TASK DIRECTIONS: Print out the full listing below, word for word.

DATA PROVIDED:
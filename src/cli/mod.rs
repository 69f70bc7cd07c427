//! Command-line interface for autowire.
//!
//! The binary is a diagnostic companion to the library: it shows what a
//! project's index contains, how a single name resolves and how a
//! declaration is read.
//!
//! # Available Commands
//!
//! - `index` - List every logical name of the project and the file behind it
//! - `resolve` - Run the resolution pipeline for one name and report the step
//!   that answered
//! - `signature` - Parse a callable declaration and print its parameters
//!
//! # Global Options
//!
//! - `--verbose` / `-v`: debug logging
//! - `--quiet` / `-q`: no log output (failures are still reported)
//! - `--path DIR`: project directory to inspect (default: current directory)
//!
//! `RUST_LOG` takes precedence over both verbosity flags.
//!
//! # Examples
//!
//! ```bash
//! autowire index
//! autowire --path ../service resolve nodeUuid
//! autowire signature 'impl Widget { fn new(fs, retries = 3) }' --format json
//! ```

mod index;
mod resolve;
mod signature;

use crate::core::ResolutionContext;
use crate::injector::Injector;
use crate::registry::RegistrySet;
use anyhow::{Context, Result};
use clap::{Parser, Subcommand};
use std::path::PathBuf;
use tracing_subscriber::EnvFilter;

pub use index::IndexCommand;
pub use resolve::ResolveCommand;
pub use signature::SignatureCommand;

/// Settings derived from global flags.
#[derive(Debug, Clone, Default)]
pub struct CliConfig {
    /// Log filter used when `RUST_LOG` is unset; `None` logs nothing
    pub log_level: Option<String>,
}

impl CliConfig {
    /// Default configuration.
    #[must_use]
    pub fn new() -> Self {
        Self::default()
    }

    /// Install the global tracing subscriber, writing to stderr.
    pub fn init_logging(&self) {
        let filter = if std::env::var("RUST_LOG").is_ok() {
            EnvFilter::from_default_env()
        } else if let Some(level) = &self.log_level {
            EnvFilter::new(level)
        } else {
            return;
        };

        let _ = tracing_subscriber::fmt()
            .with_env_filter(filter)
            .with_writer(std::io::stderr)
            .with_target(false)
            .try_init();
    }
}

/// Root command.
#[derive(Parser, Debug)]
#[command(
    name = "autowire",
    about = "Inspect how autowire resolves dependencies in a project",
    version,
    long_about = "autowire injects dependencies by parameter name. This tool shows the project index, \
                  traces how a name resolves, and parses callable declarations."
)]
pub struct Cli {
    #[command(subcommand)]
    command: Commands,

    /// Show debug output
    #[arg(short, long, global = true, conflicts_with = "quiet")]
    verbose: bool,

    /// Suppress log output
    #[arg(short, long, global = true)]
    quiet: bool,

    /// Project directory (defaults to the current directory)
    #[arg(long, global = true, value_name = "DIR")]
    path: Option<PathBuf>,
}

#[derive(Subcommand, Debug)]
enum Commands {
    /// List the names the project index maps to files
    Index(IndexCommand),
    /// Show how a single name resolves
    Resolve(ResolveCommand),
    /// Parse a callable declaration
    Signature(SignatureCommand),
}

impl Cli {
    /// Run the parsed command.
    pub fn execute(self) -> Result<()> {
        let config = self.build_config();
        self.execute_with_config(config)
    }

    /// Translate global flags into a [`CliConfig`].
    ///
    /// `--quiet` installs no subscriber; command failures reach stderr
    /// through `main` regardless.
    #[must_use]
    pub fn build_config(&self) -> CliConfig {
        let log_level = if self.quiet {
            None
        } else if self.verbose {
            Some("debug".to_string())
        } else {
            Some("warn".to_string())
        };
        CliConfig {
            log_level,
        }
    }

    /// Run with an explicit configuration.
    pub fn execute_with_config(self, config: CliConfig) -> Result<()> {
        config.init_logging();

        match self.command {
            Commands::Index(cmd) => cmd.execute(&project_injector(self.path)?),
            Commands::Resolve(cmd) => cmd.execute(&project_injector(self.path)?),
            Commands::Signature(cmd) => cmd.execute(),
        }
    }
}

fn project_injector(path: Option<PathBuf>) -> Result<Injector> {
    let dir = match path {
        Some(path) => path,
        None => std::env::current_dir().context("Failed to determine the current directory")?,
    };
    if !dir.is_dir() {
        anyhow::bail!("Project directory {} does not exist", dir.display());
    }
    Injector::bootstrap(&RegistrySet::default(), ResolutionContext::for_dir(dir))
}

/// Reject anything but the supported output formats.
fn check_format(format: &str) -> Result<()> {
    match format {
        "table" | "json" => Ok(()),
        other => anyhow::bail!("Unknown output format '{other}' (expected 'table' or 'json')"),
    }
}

OUTPUT FOR THIS TASK:
filename src/cli/mod.rs
repository 69f70bc7cd07c427
//! Command-line interface for autowire.
//!
//! The binary is a diagnostic companion to the library: it shows what a
//! project's index contains, how a single name resolves and how a
//! declaration is read.
//!
//! # Available Commands
//!
//! - `index` - List every logical name of the project and the file behind it
//! - `resolve` - Run the resolution pipeline for one name and report the step
//!   that answered
//! - `signature` - Parse a callable declaration and print its parameters
//!
//! # Global Options
//!
//! - `--verbose` / `-v`: debug logging
//! - `--quiet` / `-q`: no log output (failures are still reported)
//! - `--path DIR`: project directory to inspect (default: current directory)
//!
//! `RUST_LOG` takes precedence over both verbosity flags.
//!
//! # Examples
//!
//! ```bash
//! autowire index
//! autowire --path ../service resolve nodeUuid
//! autowire signature 'impl Widget { fn new(fs, retries = 3) }' --format json
//! ```

mod index;
mod resolve;
mod signature;

use crate::core::ResolutionContext;
use crate::injector::Injector;
use crate::registry::RegistrySet;
use anyhow::{Context, Result};
use clap::{Parser, Subcommand};
use std::path::PathBuf;
use tracing_subscriber::EnvFilter;

pub use index::IndexCommand;
pub use resolve::ResolveCommand;
pub use signature::SignatureCommand;

/// Settings derived from global flags.
#[derive(Debug, Clone, Default)]
pub struct CliConfig {
    /// Log filter used when `RUST_LOG` is unset; `None` logs nothing
    pub log_level: Option<String>,
}

impl CliConfig {
    /// Default configuration.
    #[must_use]
    pub fn new() -> Self {
        Self::default()
    }

    /// Install the global tracing subscriber, writing to stderr.
    pub fn init_logging(&self) {
        let filter = if std::env::var("RUST_LOG").is_ok() {
            EnvFilter::from_default_env()
        } else if let Some(level) = &self.log_level {
            EnvFilter::new(level)
        } else {
            return;
        };

        let _ = tracing_subscriber::fmt()
            .with_env_filter(filter)
            .with_writer(std::io::stderr)
            .with_target(false)
            .try_init();
    }
}

/// Root command.
#[derive(Parser, Debug)]
#[command(
    name = "autowire",
    about = "Inspect how autowire resolves dependencies in a project",
    version,
    long_about = "autowire injects dependencies by parameter name. This tool shows the project index, \
                  traces how a name resolves, and parses callable declarations."
)]
pub struct Cli {
    #[command(subcommand)]
    command: Commands,

    /// Show debug output
    #[arg(short, long, global = true, conflicts_with = "quiet")]
    verbose: bool,

    /// Suppress log output
    #[arg(short, long, global = true)]
    quiet: bool,

    /// Project directory (defaults to the current directory)
    #[arg(long, global = true, value_name = "DIR")]
    path: Option<PathBuf>,
}

#[derive(Subcommand, Debug)]
enum Commands {
    /// List the names the project index maps to files
    Index(IndexCommand),
    /// Show how a single name resolves
    Resolve(ResolveCommand),
    /// Parse a callable declaration
    Signature(SignatureCommand),
}

impl Cli {
    /// Run the parsed command.
    pub fn execute(self) -> Result<()> {
        let config = self.build_config();
        self.execute_with_config(config)
    }

    /// Translate global flags into a [`CliConfig`].
    ///
    /// `--quiet` installs no subscriber; command failures reach stderr
    /// through `main` regardless.
    #[must_use]
    pub fn build_config(&self) -> CliConfig {
        let log_level = if self.quiet {
            None
        } else if self.verbose {
            Some("debug".to_string())
        } else {
            Some("warn".to_string())
        };
        CliConfig {
            log_level,
        }
    }

    /// Run with an explicit configuration.
    pub fn execute_with_config(self, config: CliConfig) -> Result<()> {
        config.init_logging();

        match self.command {
            Commands::Index(cmd) => cmd.execute(&project_injector(self.path)?),
            Commands::Resolve(cmd) => cmd.execute(&project_injector(self.path)?),
            Commands::Signature(cmd) => cmd.execute(),
        }
    }
}

fn project_injector(path: Option<PathBuf>) -> Result<Injector> {
    let dir = match path {
        Some(path) => path,
        None => std::env::current_dir().context("Failed to determine the current directory")?,
    };
    if !dir.is_dir() {
        anyhow::bail!("Project directory {} does not exist", dir.display());
    }
    Injector::bootstrap(&RegistrySet::default(), ResolutionContext::for_dir(dir))
}

/// Reject anything but the supported output formats.
fn check_format(format: &str) -> Result<()> {
    match format {
        "table" | "json" => Ok(()),
        other => anyhow::bail!("Unknown output format '{other}' (expected 'table' or 'json')"),
    }
}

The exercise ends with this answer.